* DATA EXTRACT *
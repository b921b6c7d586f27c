//! End-to-end scenarios against the public `pdf_core` surface: opening
//! classical and stream-form xref PDFs, incremental updates, and the
//! documented hard-error boundaries.

use pdf_core::core::objstm;
use pdf_core::core::registry::ObjectRegistry;
use pdf_core::core::stream::MemStream;
use pdf_core::core::xref::XrefLoader;
use pdf_core::{BaseStream, LoaderConfig, PdfError, PdfFile};
use std::io::Write;

fn write_temp_pdf(bytes: &[u8]) -> (tempfile::TempDir, std::path::PathBuf) {
    let dir = tempfile::tempdir().unwrap();
    let path = dir.path().join("doc.pdf");
    std::fs::File::create(&path).unwrap().write_all(bytes).unwrap();
    (dir, path)
}

fn be24(n: u32) -> [u8; 3] {
    [(n >> 16) as u8, (n >> 8) as u8, n as u8]
}

#[test]
fn scenario_minimal_classical_pdf() {
    let mut buf = Vec::new();
    buf.extend_from_slice(b"%PDF-1.7\n%\xE2\xE3\xCF\xD3\n");
    let obj1 = buf.len();
    buf.extend_from_slice(b"1 0 obj\n<< /Type /Catalog /Pages 2 0 R >>\nendobj\n");
    let obj2 = buf.len();
    buf.extend_from_slice(b"2 0 obj\n<< /Type /Pages /Kids [3 0 R] /Count 1 >>\nendobj\n");
    let obj3 = buf.len();
    buf.extend_from_slice(b"3 0 obj\n<< /Type /Page /Parent 2 0 R >>\nendobj\n");
    let xref_offset = buf.len();
    buf.extend_from_slice(b"xref\n0 4\n");
    buf.extend_from_slice(b"0000000000 65535 f \n");
    buf.extend_from_slice(format!("{obj1:010} 00000 n \n").as_bytes());
    buf.extend_from_slice(format!("{obj2:010} 00000 n \n").as_bytes());
    buf.extend_from_slice(format!("{obj3:010} 00000 n \n").as_bytes());
    buf.extend_from_slice(b"trailer\n<< /Size 4 /Root 1 0 R >>\n");
    buf.extend_from_slice(format!("startxref\n{xref_offset}\n%%EOF").as_bytes());

    let (_dir, path) = write_temp_pdf(&buf);
    let file = PdfFile::open(&path, LoaderConfig::default(), |_| {}).unwrap();

    assert_eq!(file.num_objects(), 4);
    assert_eq!(file.num_pages(), 1);
    assert_eq!(file.version(), "1.7");
    assert!(file.find_object(1).is_some());
    assert_eq!(
        file.get_page(0).unwrap().get("Type").and_then(|t| t.as_name()),
        Some("Page")
    );
}

#[test]
fn scenario_xref_stream_with_object_stream() {
    // W = [1, 3, 1], Index = [10, 3]: records for objects 10, 11, 12.
    // Object 11 is itself an object stream owning object 12.
    let mut buf = Vec::new();
    buf.extend_from_slice(b"%PDF-1.7\n");

    let obj10_offset = buf.len() as u32;
    buf.extend_from_slice(b"10 0 obj\n<< /Marker /Ten >>\nendobj\n");

    let preamble = b"12 0 ";
    let body = b"<< /Marker /Twelve >>";
    let mut objstm_data = Vec::new();
    objstm_data.extend_from_slice(preamble);
    objstm_data.extend_from_slice(body);

    let obj11_offset = buf.len() as u32;
    buf.extend_from_slice(
        format!(
            "11 0 obj\n<< /Type /ObjStm /N 1 /First {} /Length {} >>\nstream\n",
            preamble.len(),
            objstm_data.len()
        )
        .as_bytes(),
    );
    buf.extend_from_slice(&objstm_data);
    buf.extend_from_slice(b"\nendstream\nendobj\n");

    let mut records = Vec::new();
    records.push(0x01);
    records.extend_from_slice(&be24(obj10_offset));
    records.push(0x00);
    records.push(0x01);
    records.extend_from_slice(&be24(obj11_offset));
    records.push(0x00);
    records.push(0x02);
    records.extend_from_slice(&be24(11));
    records.push(0x00);

    let xref_offset = buf.len();
    buf.extend_from_slice(
        format!(
            "30 0 obj\n<< /Type /XRef /Size 13 /W [1 3 1] /Index [10 3] /Root 10 0 R /Length {} >>\nstream\n",
            records.len()
        )
        .as_bytes(),
    );
    buf.extend_from_slice(&records);
    buf.extend_from_slice(b"\nendstream\nendobj\n");
    buf.extend_from_slice(format!("startxref\n{xref_offset}\n%%EOF").as_bytes());

    let mut stream = MemStream::from_bytes(buf);
    let mut registry = ObjectRegistry::new();
    let pending = {
        let mut loader = XrefLoader::new(&mut registry);
        loader.load(&mut stream).unwrap();
        loader.pending_compressed.clone()
    };

    assert_eq!(pending, vec![(12, 11, 0)]);

    let owner_offset = registry.find(11).unwrap().offset;
    let owner_remaining = stream.length() - owner_offset as usize;
    let sub = stream.make_sub_stream(owner_offset as usize, owner_remaining).unwrap();
    let lexer = pdf_core::Lexer::new(sub).unwrap();
    let mut parser = pdf_core::Parser::new(lexer).unwrap();
    let (_num, _gen, dict_value, stream_rel_offset) = parser.parse_indirect_object().unwrap();
    let rel = stream_rel_offset.unwrap();
    let length = dict_value.get("Length").unwrap().as_i64().unwrap() as usize;
    let raw = stream
        .get_byte_range(owner_offset as usize + rel, owner_offset as usize + rel + length)
        .unwrap();
    let stream_value = pdf_core::PdfObject::Stream {
        dict: Box::new(dict_value),
        data: raw,
    };

    objstm::decode_object_stream(&stream_value, &raw_data(&stream_value), 1000, &mut registry).unwrap();

    // 10, 11, and 12 per the xref-stream's own /Index range, plus the
    // xref-stream object (30) registered as a live indirect object in its
    // own right.
    assert_eq!(registry.count(), 4);
    assert!(registry.find(10).is_some());
    assert!(registry.find(11).is_some());
    assert!(registry.find(30).is_some());
    assert_eq!(
        registry.find(12).unwrap().value.get("Marker").and_then(|m| m.as_name()),
        Some("Twelve")
    );
}

fn raw_data(value: &pdf_core::PdfObject) -> Vec<u8> {
    value.as_stream_data().unwrap().to_vec()
}

#[test]
fn scenario_incremental_update_prefers_newer_revision() {
    let mut buf = Vec::new();
    buf.extend_from_slice(b"%PDF-1.7\n");

    let old_obj5 = buf.len();
    buf.extend_from_slice(b"5 0 obj\n<< /Marker /Old >>\nendobj\n");
    let obj1 = buf.len();
    buf.extend_from_slice(b"1 0 obj\n<< /Type /Catalog /Pages 2 0 R >>\nendobj\n");
    let obj2 = buf.len();
    buf.extend_from_slice(b"2 0 obj\n<< /Type /Pages /Kids [] /Count 0 >>\nendobj\n");
    let base_xref_offset = buf.len();
    buf.extend_from_slice(b"xref\n0 3\n");
    buf.extend_from_slice(b"0000000000 65535 f \n");
    buf.extend_from_slice(format!("{old_obj5:010} 00000 n \n").as_bytes());
    buf.extend_from_slice(format!("{obj2:010} 00000 n \n").as_bytes());
    buf.extend_from_slice(b"trailer\n<< /Size 3 /Root 1 0 R >>\n");

    let new_obj5 = buf.len();
    buf.extend_from_slice(b"5 0 obj\n<< /Marker /New >>\nendobj\n");
    let update_xref_offset = buf.len();
    buf.extend_from_slice(b"xref\n5 1\n");
    buf.extend_from_slice(format!("{new_obj5:010} 00000 n \n").as_bytes());
    buf.extend_from_slice(
        format!("trailer\n<< /Size 3 /Root 1 0 R /Prev {base_xref_offset} >>\n").as_bytes(),
    );
    buf.extend_from_slice(format!("startxref\n{update_xref_offset}\n%%EOF").as_bytes());

    let _ = obj1;
    let mut stream = MemStream::from_bytes(buf);
    let mut registry = ObjectRegistry::new();
    let mut loader = XrefLoader::new(&mut registry);
    loader.load(&mut stream).unwrap();

    assert_eq!(registry.find(5).unwrap().offset, new_obj5 as u64);
}

#[test]
fn scenario_malformed_header_reports_once() {
    let (_dir, path) = write_temp_pdf(b"%PDF-3.0\n");
    let mut errors = Vec::new();
    let result = PdfFile::open(&path, LoaderConfig::default(), |msg| errors.push(msg.to_string()));
    assert!(result.is_err());
    assert_eq!(errors.len(), 1);
    assert!(errors[0].contains("3.0"));
}

#[test]
fn scenario_missing_root_is_rejected() {
    let mut buf = Vec::new();
    buf.extend_from_slice(b"%PDF-1.7\n");
    buf.extend_from_slice(b"xref\n0 1\n0000000000 65535 f \n");
    let xref_offset = 9;
    buf.extend_from_slice(b"trailer\n<< /Size 1 >>\n");
    buf.extend_from_slice(format!("startxref\n{xref_offset}\n%%EOF").as_bytes());

    let (_dir, path) = write_temp_pdf(&buf);
    let err = PdfFile::open(&path, LoaderConfig::default(), |_| {}).unwrap_err();
    assert!(matches!(err, PdfError::Catalog(_)));
}

#[test]
fn scenario_unsupported_multi_segment_index_is_rejected() {
    let mut buf = Vec::new();
    buf.extend_from_slice(b"%PDF-1.7\n");
    let records: Vec<u8> = Vec::new();
    let xref_offset = buf.len();
    buf.extend_from_slice(
        b"30 0 obj\n<< /Type /XRef /Size 20 /W [1 3 1] /Index [0 1 10 1] /Root 1 0 R /Length 0 >>\nstream\n",
    );
    buf.extend_from_slice(&records);
    buf.extend_from_slice(b"\nendstream\nendobj\n");
    buf.extend_from_slice(format!("startxref\n{xref_offset}\n%%EOF").as_bytes());

    let mut stream = MemStream::from_bytes(buf);
    let mut registry = ObjectRegistry::new();
    let mut loader = XrefLoader::new(&mut registry);
    let err = loader.load(&mut stream).unwrap_err();
    assert!(matches!(err, PdfError::XrefFormat(_)));
    assert!(err.to_string().contains("more than one range pair"));
}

* TASK DIRECTIONS *
Filter the data for the string "nstream" and copy every line that has it.

* TASK SOLUTION *
            "11 0 obj\n<< /Type /ObjStm /N 1 /First {} /Length {} >>\nstream\n",
            "30 0 obj\n<< /Type /XRef /Size 13 /W [1 3 1] /Index [10 3] /Root 10 0 R /Length {} >>\nstream\n",
        b"30 0 obj\n<< /Type /XRef /Size 20 /W [1 3 1] /Index [0 1 10 1] /Root 1 0 R /Length 0 >>\nstream\n",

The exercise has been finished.